▶ _Supplied data_
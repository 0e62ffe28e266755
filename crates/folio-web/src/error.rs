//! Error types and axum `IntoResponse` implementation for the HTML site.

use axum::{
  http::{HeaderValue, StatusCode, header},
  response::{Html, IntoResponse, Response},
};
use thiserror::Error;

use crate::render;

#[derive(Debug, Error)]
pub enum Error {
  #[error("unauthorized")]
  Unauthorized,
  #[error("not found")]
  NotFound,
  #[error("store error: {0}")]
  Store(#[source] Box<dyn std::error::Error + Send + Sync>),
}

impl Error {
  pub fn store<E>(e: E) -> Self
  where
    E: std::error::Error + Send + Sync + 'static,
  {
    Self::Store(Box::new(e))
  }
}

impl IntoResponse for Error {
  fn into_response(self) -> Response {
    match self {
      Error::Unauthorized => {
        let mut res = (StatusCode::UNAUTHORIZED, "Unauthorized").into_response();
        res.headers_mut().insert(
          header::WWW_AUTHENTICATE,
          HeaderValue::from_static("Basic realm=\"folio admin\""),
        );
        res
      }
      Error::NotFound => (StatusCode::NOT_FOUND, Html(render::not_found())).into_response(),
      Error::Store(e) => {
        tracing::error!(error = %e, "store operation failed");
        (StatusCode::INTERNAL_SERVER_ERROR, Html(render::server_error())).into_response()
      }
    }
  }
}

▶ _Exercise objective_
All records are to be written out exactly.

▶ _Solution_
repository 0e62ffe28e266755
filename crates/folio-web/src/error.rs
//! Error types and axum `IntoResponse` implementation for the HTML site.

use axum::{
  http::{HeaderValue, StatusCode, header},
  response::{Html, IntoResponse, Response},
};
use thiserror::Error;

use crate::render;

#[derive(Debug, Error)]
pub enum Error {
  #[error("unauthorized")]
  Unauthorized,
  #[error("not found")]
  NotFound,
  #[error("store error: {0}")]
  Store(#[source] Box<dyn std::error::Error + Send + Sync>),
}

impl Error {
  pub fn store<E>(e: E) -> Self
  where
    E: std::error::Error + Send + Sync + 'static,
  {
    Self::Store(Box::new(e))
  }
}

impl IntoResponse for Error {
  fn into_response(self) -> Response {
    match self {
      Error::Unauthorized => {
        let mut res = (StatusCode::UNAUTHORIZED, "Unauthorized").into_response();
        res.headers_mut().insert(
          header::WWW_AUTHENTICATE,
          HeaderValue::from_static("Basic realm=\"folio admin\""),
        );
        res
      }
      Error::NotFound => (StatusCode::NOT_FOUND, Html(render::not_found())).into_response(),
      Error::Store(e) => {
        tracing::error!(error = %e, "store operation failed");
        (StatusCode::INTERNAL_SERVER_ERROR, Html(render::server_error())).into_response()
      }
    }
  }
}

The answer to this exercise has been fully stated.